• **EXERCISE AIM**:
What appears from the first line of the data below through the line containing "base.join(self.path_for(kind))", both included, should be copied exactly, and nothing else.
------------------------------------------------
//! Remote endpoint the queued mutations are replayed against.

use async_trait::async_trait;
use serde::{Deserialize, Serialize};
use std::sync::Arc;
use tracing::debug;
use url::Url;

use repsync_cache::Fetch;
use repsync_common::{Error, HttpRequest, Method, MutationKind, Result};

/// Longest response body echoed into a rejection message.
const MAX_ERROR_BODY: usize = 200;

/// Accepts one logical write per call.
///
/// Must report success or failure unambiguously; the API is assumed to be
/// idempotent per logical mutation.
#[async_trait]
pub trait RemoteEndpoint: Send + Sync {
    /// Submit a single mutation.
    ///
    /// # Errors
    /// - [`Error::Network`] when the endpoint cannot be reached
    /// - [`Error::Rejected`] when it answers with a non-success status
    async fn submit(&self, kind: MutationKind, payload: &serde_json::Value) -> Result<()>;
}

/// Where each mutation kind is posted.
#[derive(Debug, Clone, Serialize, Deserialize)]
#[serde(default)]
pub struct EndpointConfig {
    /// Base URL of the API server.
    pub base_url: String,
    pub set_path: String,
    pub session_action_path: String,
    pub weight_log_path: String,
}

impl EndpointConfig {
    /// Path a kind is posted to.
    pub fn path_for(&self, kind: MutationKind) -> &str {
        match kind {
            MutationKind::SetWrite => &self.set_path,
            MutationKind::SessionAction => &self.session_action_path,
            MutationKind::WeightLogWrite => &self.weight_log_path,
        }
    }

    /// Absolute URL a kind is posted to.
    ///
    /// # Errors
    /// - Base URL or path is not a valid URL
    pub fn url_for(&self, kind: MutationKind) -> Result<Url> {
        let base = Url::parse(&self.base_url)
            .map_err(|e| Error::Config(format!("Invalid base URL {}: {}", self.base_url, e)))?;
        base.join(self.path_for(kind))
            .map_err(|e| Error::Config(format!("Invalid path for {}: {}", kind, e)))
    }
}

impl Default for EndpointConfig {
    fn default() -> Self {
        Self {
            base_url: "http://localhost:8080".to_string(),
            set_path: "/api/sets".to_string(),
            session_action_path: "/api/sessions/actions".to_string(),
            weight_log_path: "/api/weight-logs".to_string(),
        }
    }
}

/// Posts mutations as JSON over any [`Fetch`] transport.
///
/// In production the transport is the intercept layer, which routes these
/// writes straight to the network.
pub struct HttpEndpoint {
    fetch: Arc<dyn Fetch>,
    config: EndpointConfig,
}

impl HttpEndpoint {
    pub fn new(fetch: Arc<dyn Fetch>, config: EndpointConfig) -> Self {
        Self { fetch, config }
    }
}

#[async_trait]
impl RemoteEndpoint for HttpEndpoint {
    async fn submit(&self, kind: MutationKind, payload: &serde_json::Value) -> Result<()> {
        let url = self.config.url_for(kind)?;
        let request = HttpRequest::json(Method::Post, url, payload)?
            .with_header("accept", "application/json");

        let response = self.fetch.fetch(request).await?;
        if response.is_success() {
            debug!("{} accepted with {}", kind, response.status);
            return Ok(());
        }

        let mut message = response.text();
        if message.len() > MAX_ERROR_BODY {
            let mut cut = MAX_ERROR_BODY;
            while !message.is_char_boundary(cut) {
                cut -= 1;
            }
            message.truncate(cut);
        }
        Err(Error::Rejected {
            status: response.status,
            message,
        })
    }
}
------------------------------------------------
• **RESULT FOR THIS TASK**:
//! Remote endpoint the queued mutations are replayed against.

use async_trait::async_trait;
use serde::{Deserialize, Serialize};
use std::sync::Arc;
use tracing::debug;
use url::Url;

use repsync_cache::Fetch;
use repsync_common::{Error, HttpRequest, Method, MutationKind, Result};

/// Longest response body echoed into a rejection message.
const MAX_ERROR_BODY: usize = 200;

/// Accepts one logical write per call.
///
/// Must report success or failure unambiguously; the API is assumed to be
/// idempotent per logical mutation.
#[async_trait]
pub trait RemoteEndpoint: Send + Sync {
    /// Submit a single mutation.
    ///
    /// # Errors
    /// - [`Error::Network`] when the endpoint cannot be reached
    /// - [`Error::Rejected`] when it answers with a non-success status
    async fn submit(&self, kind: MutationKind, payload: &serde_json::Value) -> Result<()>;
}

/// Where each mutation kind is posted.
#[derive(Debug, Clone, Serialize, Deserialize)]
#[serde(default)]
pub struct EndpointConfig {
    /// Base URL of the API server.
    pub base_url: String,
    pub set_path: String,
    pub session_action_path: String,
    pub weight_log_path: String,
}

impl EndpointConfig {
    /// Path a kind is posted to.
    pub fn path_for(&self, kind: MutationKind) -> &str {
        match kind {
            MutationKind::SetWrite => &self.set_path,
            MutationKind::SessionAction => &self.session_action_path,
            MutationKind::WeightLogWrite => &self.weight_log_path,
        }
    }

    /// Absolute URL a kind is posted to.
    ///
    /// # Errors
    /// - Base URL or path is not a valid URL
    pub fn url_for(&self, kind: MutationKind) -> Result<Url> {
        let base = Url::parse(&self.base_url)
            .map_err(|e| Error::Config(format!("Invalid base URL {}: {}", self.base_url, e)))?;
        base.join(self.path_for(kind))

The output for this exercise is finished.